##### Materials provided #####
use crate::app::App;
use crate::ui::widgets::map::type_color;
use crate::ui::widgets::tables::scroll_offset;
use ratatui::layout::{Alignment, Constraint, Rect};
use ratatui::style::{Color, Modifier, Style};
use ratatui::widgets::{Block, Borders, Cell, Paragraph, Row, Table};
use ratatui::Frame;

pub fn render_list_view(app: &App, f: &mut Frame<'_>, area: Rect) {
    let projects = app.store.projects();

    if projects.is_empty() {
        let block = Block::default()
            .title("Projects")
            .borders(Borders::ALL)
            .border_style(Style::default().fg(Color::Yellow));
        let message = if app.store.loading() {
            "Loading projects..."
        } else {
            "No projects found."
        };
        let paragraph = Paragraph::new(message)
            .block(block)
            .alignment(Alignment::Center);
        f.render_widget(paragraph, area);
        return;
    }

    let header = Row::new(vec![
        Cell::from("Name"),
        Cell::from("Type"),
        Cell::from("Latitude"),
        Cell::from("Longitude"),
    ])
    .style(
        Style::default()
            .fg(Color::Yellow)
            .add_modifier(Modifier::BOLD),
    );

    let total_rows = projects.len();
    // borders plus header row
    let max_visible_rows = area.height.saturating_sub(3) as usize;
    let scroll_offset = scroll_offset(total_rows, max_visible_rows, app.selected_index);

    let rows = projects
        .iter()
        .enumerate()
        .skip(scroll_offset)
        .take(max_visible_rows)
        .map(|(i, project)| {
            let style = if i == app.selected_index {
                Style::default()
                    .bg(Color::Rgb(0, 0, 238))
                    .fg(Color::White)
                    .add_modifier(Modifier::BOLD)
            } else {
                Style::default().fg(type_color(project.project_type()))
            };

            Row::new(vec![
                Cell::from(project.name.clone()),
                Cell::from(project.type_label()),
                Cell::from(format!("{:.4}", project.latitude)),
                Cell::from(format!("{:.4}", project.longitude)),
            ])
            .style(style)
        });

    let widths = [
        Constraint::Min(20),
        Constraint::Length(15),
        Constraint::Length(12),
        Constraint::Length(12),
    ];

    let table = Table::new(rows, widths)
        .header(header)
        .block(
            Block::default()
                .title(format!(
                    "Projects ({} of {})",
                    app.selected_index + 1,
                    total_rows
                ))
                .borders(Borders::ALL),
        )
        .column_spacing(1);

    f.render_widget(table, area);
}
//! billscan-core - Core library for billscan.
//!
//! This crate provides the configuration, error taxonomy, and wire types
//! shared by the extraction adapter and the HTTP server.
//!
//! # Example
//!
//! ```ignore
//! use billscan_core::{ExtractionConfig, ExtractionRequest};
//!
//! let config = ExtractionConfig::from_env()?;
//! let request = ExtractionRequest::from_config("uploads/3f2a.png", &config);
//! ```

pub mod config;
pub mod error;
pub mod types;

// Re-export commonly used types
pub use config::{ExtractionConfig, ImageMimePolicy, LogFormat, ServerConfig};
pub use error::{BillscanError, BillscanResult, ErrorKind};
pub use types::{
    ChatMessage, ChatPayload, ContentPart, ExtractedItems, ExtractionRequest, ExtractionResult,
    ImageFormat, ImageUrl, MessageContent, MessageRole,
};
#####
**To do**
Identify the lines of the data that contain the word "Rect". Copy each of them.

**Task response**
use ratatui::layout::{Alignment, Constraint, Rect};
pub fn render_list_view(app: &App, f: &mut Frame<'_>, area: Rect) {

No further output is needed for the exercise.